### [Try it]
One part of the entries below is wanted: the lines from the one containing "repository ed713f4a54bcccf0" through the one containing "into the image.". Write those out exactly and nothing else.

╭─ Information shown

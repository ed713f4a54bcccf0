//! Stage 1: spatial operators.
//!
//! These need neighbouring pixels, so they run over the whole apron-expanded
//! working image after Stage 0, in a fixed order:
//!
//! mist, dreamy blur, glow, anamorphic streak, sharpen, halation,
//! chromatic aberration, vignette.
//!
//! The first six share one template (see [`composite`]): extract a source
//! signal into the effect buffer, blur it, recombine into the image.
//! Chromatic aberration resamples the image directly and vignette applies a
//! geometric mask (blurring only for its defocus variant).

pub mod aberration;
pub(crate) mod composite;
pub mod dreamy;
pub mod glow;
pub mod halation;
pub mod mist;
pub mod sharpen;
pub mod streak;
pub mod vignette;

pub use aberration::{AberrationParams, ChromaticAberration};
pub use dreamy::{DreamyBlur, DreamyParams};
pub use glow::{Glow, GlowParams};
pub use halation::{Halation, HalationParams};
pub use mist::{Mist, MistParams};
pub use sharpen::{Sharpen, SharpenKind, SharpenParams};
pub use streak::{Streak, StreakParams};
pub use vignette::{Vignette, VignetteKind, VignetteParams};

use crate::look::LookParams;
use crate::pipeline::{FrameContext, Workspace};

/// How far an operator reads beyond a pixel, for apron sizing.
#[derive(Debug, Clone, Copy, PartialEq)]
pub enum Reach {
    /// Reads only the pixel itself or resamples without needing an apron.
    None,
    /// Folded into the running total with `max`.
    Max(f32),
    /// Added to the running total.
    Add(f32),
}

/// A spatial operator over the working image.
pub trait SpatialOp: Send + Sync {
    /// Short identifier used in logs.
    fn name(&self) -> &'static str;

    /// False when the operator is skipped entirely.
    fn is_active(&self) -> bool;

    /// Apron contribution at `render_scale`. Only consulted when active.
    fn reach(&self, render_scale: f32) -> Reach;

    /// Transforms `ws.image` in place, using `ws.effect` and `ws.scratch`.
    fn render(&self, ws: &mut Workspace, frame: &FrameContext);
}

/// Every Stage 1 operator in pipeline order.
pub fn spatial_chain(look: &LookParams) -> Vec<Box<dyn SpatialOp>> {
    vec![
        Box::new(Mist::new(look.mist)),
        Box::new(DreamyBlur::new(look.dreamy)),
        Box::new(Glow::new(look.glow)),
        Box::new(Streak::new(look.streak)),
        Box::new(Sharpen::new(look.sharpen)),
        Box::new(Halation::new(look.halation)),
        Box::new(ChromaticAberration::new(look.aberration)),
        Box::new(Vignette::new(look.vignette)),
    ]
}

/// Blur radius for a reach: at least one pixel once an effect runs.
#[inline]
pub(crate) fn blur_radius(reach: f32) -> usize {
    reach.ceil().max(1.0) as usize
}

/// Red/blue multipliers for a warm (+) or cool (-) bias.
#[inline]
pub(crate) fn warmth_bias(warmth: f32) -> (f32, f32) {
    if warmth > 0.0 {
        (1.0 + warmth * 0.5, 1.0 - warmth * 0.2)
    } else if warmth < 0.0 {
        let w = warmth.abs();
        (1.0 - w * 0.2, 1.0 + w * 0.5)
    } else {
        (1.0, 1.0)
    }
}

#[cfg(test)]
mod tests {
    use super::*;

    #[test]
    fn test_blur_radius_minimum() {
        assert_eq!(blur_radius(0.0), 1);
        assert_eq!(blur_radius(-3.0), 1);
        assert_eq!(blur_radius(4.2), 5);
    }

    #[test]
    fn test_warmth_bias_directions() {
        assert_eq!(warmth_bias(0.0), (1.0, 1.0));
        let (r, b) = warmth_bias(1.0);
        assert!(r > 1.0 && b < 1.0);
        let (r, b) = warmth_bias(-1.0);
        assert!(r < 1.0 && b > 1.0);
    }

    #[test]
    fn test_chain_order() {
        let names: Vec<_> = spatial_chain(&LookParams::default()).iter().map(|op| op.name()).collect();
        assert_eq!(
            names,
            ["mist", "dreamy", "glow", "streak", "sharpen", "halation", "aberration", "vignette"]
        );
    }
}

╰─
╭─ Information shown

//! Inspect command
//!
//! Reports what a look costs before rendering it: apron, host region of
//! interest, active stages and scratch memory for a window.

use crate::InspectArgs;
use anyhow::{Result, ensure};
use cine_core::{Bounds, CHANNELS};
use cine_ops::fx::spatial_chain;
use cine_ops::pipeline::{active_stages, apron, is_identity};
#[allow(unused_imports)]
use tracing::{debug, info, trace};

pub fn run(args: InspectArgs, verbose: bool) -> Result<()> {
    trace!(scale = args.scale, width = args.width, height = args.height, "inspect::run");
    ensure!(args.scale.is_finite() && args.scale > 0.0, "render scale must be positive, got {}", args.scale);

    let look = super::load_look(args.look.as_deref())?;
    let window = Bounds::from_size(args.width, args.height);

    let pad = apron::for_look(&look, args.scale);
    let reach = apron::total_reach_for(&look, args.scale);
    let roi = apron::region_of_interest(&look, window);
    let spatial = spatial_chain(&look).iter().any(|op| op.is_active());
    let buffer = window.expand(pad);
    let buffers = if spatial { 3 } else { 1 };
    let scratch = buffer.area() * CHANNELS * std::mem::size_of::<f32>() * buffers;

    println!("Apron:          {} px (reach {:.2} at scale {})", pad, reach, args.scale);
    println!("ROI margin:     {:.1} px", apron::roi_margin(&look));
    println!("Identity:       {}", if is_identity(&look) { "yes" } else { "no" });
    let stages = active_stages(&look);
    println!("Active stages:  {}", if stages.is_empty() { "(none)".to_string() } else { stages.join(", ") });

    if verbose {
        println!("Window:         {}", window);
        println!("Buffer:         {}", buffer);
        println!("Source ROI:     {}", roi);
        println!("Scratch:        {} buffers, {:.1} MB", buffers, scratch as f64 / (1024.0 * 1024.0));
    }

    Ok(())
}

╰─
╭─ Information shown

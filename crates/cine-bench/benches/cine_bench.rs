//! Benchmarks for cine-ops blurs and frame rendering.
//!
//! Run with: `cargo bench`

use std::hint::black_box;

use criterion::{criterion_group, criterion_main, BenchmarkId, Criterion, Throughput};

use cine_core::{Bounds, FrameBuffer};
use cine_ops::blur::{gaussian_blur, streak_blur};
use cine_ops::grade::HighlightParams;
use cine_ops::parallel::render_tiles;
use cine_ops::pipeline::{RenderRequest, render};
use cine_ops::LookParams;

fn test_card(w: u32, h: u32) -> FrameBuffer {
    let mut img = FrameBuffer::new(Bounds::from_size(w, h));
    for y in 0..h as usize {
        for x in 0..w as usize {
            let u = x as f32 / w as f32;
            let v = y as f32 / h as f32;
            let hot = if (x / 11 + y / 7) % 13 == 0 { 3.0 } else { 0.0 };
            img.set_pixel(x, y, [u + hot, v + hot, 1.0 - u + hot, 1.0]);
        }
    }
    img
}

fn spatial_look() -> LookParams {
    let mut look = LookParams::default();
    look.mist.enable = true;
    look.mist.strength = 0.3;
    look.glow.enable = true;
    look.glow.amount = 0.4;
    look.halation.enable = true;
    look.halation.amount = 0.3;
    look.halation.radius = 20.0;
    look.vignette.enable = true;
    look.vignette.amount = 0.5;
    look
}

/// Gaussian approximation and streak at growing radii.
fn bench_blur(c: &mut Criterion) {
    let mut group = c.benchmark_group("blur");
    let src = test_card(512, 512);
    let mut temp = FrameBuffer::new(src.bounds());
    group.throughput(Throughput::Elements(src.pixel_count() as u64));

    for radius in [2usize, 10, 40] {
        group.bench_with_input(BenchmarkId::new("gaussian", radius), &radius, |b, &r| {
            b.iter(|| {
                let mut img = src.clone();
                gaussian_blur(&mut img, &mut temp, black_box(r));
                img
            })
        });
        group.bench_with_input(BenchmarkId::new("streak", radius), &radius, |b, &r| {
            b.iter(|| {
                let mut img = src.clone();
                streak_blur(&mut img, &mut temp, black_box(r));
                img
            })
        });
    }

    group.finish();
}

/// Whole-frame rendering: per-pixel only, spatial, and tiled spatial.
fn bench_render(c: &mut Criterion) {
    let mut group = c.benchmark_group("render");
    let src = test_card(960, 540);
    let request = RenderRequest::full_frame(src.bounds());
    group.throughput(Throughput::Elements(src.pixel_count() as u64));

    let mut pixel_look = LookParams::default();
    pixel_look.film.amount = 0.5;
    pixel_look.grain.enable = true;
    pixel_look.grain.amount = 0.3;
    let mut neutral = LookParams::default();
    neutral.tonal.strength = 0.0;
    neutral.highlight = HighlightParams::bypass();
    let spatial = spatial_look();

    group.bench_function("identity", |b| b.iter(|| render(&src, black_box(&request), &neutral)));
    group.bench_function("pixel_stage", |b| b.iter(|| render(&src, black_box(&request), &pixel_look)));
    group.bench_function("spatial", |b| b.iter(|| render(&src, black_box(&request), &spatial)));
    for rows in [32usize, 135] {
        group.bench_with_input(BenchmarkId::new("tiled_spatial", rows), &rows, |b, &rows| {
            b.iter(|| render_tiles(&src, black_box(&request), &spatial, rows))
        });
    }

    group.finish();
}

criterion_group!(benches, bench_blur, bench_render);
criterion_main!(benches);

╰─

### [Written response]
repository ed713f4a54bcccf0
//! Stage 1: spatial operators.
//!
//! These need neighbouring pixels, so they run over the whole apron-expanded
//! working image after Stage 0, in a fixed order:
//!
//! mist, dreamy blur, glow, anamorphic streak, sharpen, halation,
//! chromatic aberration, vignette.
//!
//! The first six share one template (see [`composite`]): extract a source
//! signal into the effect buffer, blur it, recombine into the image.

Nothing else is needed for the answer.